Feline Immunodeficiency Virus (FIV), also known as feline AIDS, is often overlooked when it comes to the ongoing health of cats. However, we have diagnosed quite a few local cats with the disease and recent studies show the infection rates are between 14% and 29% in Australian cats.
FIV positive cats will often have a reduced life span although, with correct management, can live normal fulfilling lives. The disease is contracted through blood and saliva contact so outdoor cats, especially those that get into fights, are at the highest risk.
Cats can contract the disease at any stage of their lives but we don’t tend to see symptoms until they get older (around 7-10 years). The virus damages the cat’s immune cells making them unable to fight off infections and other diseases. As a result the symptoms can vary but commonly include mouth ulcers, gingivitis, urinary tract infections, weight loss and increased risk of cancer.
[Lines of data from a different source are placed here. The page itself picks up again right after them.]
use rusqlite::{params, Connection, OptionalExtension, Row};

use super::models::{Admin, Credentials, Member, User};
use super::new_id;

const USER_COLUMNS: &str = "id, name, email, district, panchayath, ward_no, created_at, updated_at";
const MEMBER_COLUMNS: &str = "id, name, email, phone, ward_no, start_year, end_year, district, panchayath, created_at, updated_at";
const ADMIN_COLUMNS: &str = "id, name, email, created_at, updated_at";

fn user_from_row(row: &Row<'_>) -> rusqlite::Result<User> {
    Ok(User {
        id: row.get(0)?,
        name: row.get(1)?,
        email: row.get(2)?,
        district: row.get(3)?,
        panchayath: row.get(4)?,
        ward_no: row.get(5)?,
        created_at: row.get(6)?,
        updated_at: row.get(7)?,
    })
}

fn member_from_row(row: &Row<'_>) -> rusqlite::Result<Member> {
    Ok(Member {
        id: row.get(0)?,
        name: row.get(1)?,
        email: row.get(2)?,
        phone: row.get(3)?,
        ward_no: row.get(4)?,
        start_year: row.get(5)?,
        end_year: row.get(6)?,
        district: row.get(7)?,
        panchayath: row.get(8)?,
        created_at: row.get(9)?,
        updated_at: row.get(10)?,
    })
}

fn admin_from_row(row: &Row<'_>) -> rusqlite::Result<Admin> {
    Ok(Admin {
        id: row.get(0)?,
        name: row.get(1)?,
        email: row.get(2)?,
        created_at: row.get(3)?,
        updated_at: row.get(4)?,
    })
}

/// Account tables share the credential columns, so lookups are generic over
/// the table.
#[derive(Debug, Clone, Copy, PartialEq, Eq)]
pub enum AccountKind {
    User,
    Member,
    Admin,
}

impl AccountKind {
    fn table(&self) -> &'static str {
        match self {
            AccountKind::User => "users",
            AccountKind::Member => "members",
            AccountKind::Admin => "admins",
        }
    }
}

pub fn email_taken(conn: &Connection, kind: AccountKind, email: &str) -> rusqlite::Result<bool> {
    conn.query_row(
        &format!("SELECT COUNT(*) > 0 FROM {} WHERE email = ?1", kind.table()),
        params![email],
        |row| row.get(0),
    )
}

pub fn credentials_by_email(
    conn: &Connection,
    kind: AccountKind,
    email: &str,
) -> rusqlite::Result<Option<Credentials>> {
    conn.query_row(
        &format!(
            "SELECT id, name, email, password_hash FROM {} WHERE email = ?1",
            kind.table()
        ),
        params![email],
        |row| {
            Ok(Credentials {
                id: row.get(0)?,
                name: row.get(1)?,
                email: row.get(2)?,
                password_hash: row.get(3)?,
            })
        },
    )
    .optional()
}

// Users

pub struct NewUser<'a> {
    pub name: &'a str,
    pub email: &'a str,
    pub password_hash: &'a str,
    pub district: &'a str,
    pub panchayath: &'a str,
    pub ward_no: i64,
}

pub fn insert_user(conn: &Connection, user: &NewUser<'_>) -> rusqlite::Result<User> {
    let id = new_id();
    conn.execute(
        "INSERT INTO users (id, name, email, password_hash, district, panchayath, ward_no)
         VALUES (?1, ?2, ?3, ?4, ?5, ?6, ?7)",
        params![
            id,
            user.name,
            user.email,
            user.password_hash,
            user.district,
            user.panchayath,
            user.ward_no
        ],
    )?;
    conn.query_row(
        &format!("SELECT {} FROM users WHERE id = ?1", USER_COLUMNS),
        params![id],
        user_from_row,
    )
}

pub fn get_user(conn: &Connection, id: &str) -> rusqlite::Result<Option<User>> {
    conn.query_row(
        &format!("SELECT {} FROM users WHERE id = ?1", USER_COLUMNS),
        params![id],
        user_from_row,
    )
    .optional()
}

pub fn list_users(conn: &Connection) -> rusqlite::Result<Vec<User>> {
    let mut stmt = conn.prepare(&format!(
        "SELECT {} FROM users ORDER BY created_at DESC, rowid DESC",
        USER_COLUMNS
    ))?;
    let users = stmt
        .query_map([], user_from_row)?
        .collect::<Result<Vec<_>, _>>()?;
    Ok(users)
}

// Members

pub struct NewMember<'a> {
    pub name: &'a str,
    pub email: &'a str,
    pub password_hash: &'a str,
    pub phone: &'a str,
    pub ward_no: i64,
    pub start_year: i64,
    pub end_year: i64,
    pub district: Option<&'a str>,
    pub panchayath: Option<&'a str>,
}

pub fn insert_member(conn: &Connection, member: &NewMember<'_>) -> rusqlite::Result<Member> {
    let id = new_id();
    conn.execute(
        "INSERT INTO members (id, name, email, password_hash, phone, ward_no, start_year, end_year, district, panchayath)
         VALUES (?1, ?2, ?3, ?4, ?5, ?6, ?7, ?8, ?9, ?10)",
        params![
            id,
            member.name,
            member.email,
            member.password_hash,
            member.phone,
            member.ward_no,
            member.start_year,
            member.end_year,
            member.district,
            member.panchayath
        ],
    )?;
    conn.query_row(
        &format!("SELECT {} FROM members WHERE id = ?1", MEMBER_COLUMNS),
        params![id],
        member_from_row,
    )
}

pub fn get_member(conn: &Connection, id: &str) -> rusqlite::Result<Option<Member>> {
    conn.query_row(
        &format!("SELECT {} FROM members WHERE id = ?1", MEMBER_COLUMNS),
        params![id],
        member_from_row,
    )
    .optional()
}

pub fn list_members(conn: &Connection) -> rusqlite::Result<Vec<Member>> {
    let mut stmt = conn.prepare(&format!(
        "SELECT {} FROM members ORDER BY created_at DESC, rowid DESC",
        MEMBER_COLUMNS
    ))?;
    let members = stmt
        .query_map([], member_from_row)?
        .collect::<Result<Vec<_>, _>>()?;
    Ok(members)
}

/// Fields a member update may touch. `None` leaves the column as is.
#[derive(Debug, Default)]
pub struct MemberChanges {
    pub name: Option<String>,
    pub email: Option<String>,
    pub phone: Option<String>,
    pub ward_no: Option<i64>,
    pub start_year: Option<i64>,
    pub end_year: Option<i64>,
    pub district: Option<String>,
    pub panchayath: Option<String>,
    pub password_hash: Option<String>,
}

pub fn update_member(
    conn: &Connection,
    id: &str,
    changes: &MemberChanges,
) -> rusqlite::Result<Option<Member>> {
    let updated = conn.execute(
        "UPDATE members SET
            name = COALESCE(?2, name),
            email = COALESCE(?3, email),
            phone = COALESCE(?4, phone),
            ward_no = COALESCE(?5, ward_no),
            start_year = COALESCE(?6, start_year),
            end_year = COALESCE(?7, end_year),
            district = COALESCE(?8, district),
            panchayath = COALESCE(?9, panchayath),
            password_hash = COALESCE(?10, password_hash),
            updated_at = datetime('now')
         WHERE id = ?1",
        params![
            id,
            changes.name,
            changes.email,
            changes.phone,
            changes.ward_no,
            changes.start_year,
            changes.end_year,
            changes.district,
            changes.panchayath,
            changes.password_hash
        ],
    )?;
    if updated == 0 {
        return Ok(None);
    }
    get_member(conn, id)
}

pub fn delete_member(conn: &Connection, id: &str) -> rusqlite::Result<bool> {
    let deleted = conn.execute("DELETE FROM members WHERE id = ?1", params![id])?;
    Ok(deleted > 0)
}

// Admins

pub fn insert_admin(
    conn: &Connection,
    name: &str,
    email: &str,
    password_hash: &str,
) -> rusqlite::Result<Admin> {
    let id = new_id();
    conn.execute(
        "INSERT INTO admins (id, name, email, password_hash) VALUES (?1, ?2, ?3, ?4)",
        params![id, name, email, password_hash],
    )?;
    conn.query_row(
        &format!("SELECT {} FROM admins WHERE id = ?1", ADMIN_COLUMNS),
        params![id],
        admin_from_row,
    )
}

pub fn get_admin(conn: &Connection, id: &str) -> rusqlite::Result<Option<Admin>> {
    conn.query_row(
        &format!("SELECT {} FROM admins WHERE id = ?1", ADMIN_COLUMNS),
        params![id],
        admin_from_row,
    )
    .optional()
}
There is no cure for FIV, but fortunately there is a vaccination to protect against the disease. The vaccine is given annually and can be given at the same time as your cat’s other injections.
We strongly recommend vaccination for FIV in any outdoor cat. If your cat will be indoors only they are not at risk.
If cats have been in fights previously, we recommend testing for the virus with a quick blood test performed in the clinic. If the result is positive, we can recommend the correct management to ensure the best health of your cat.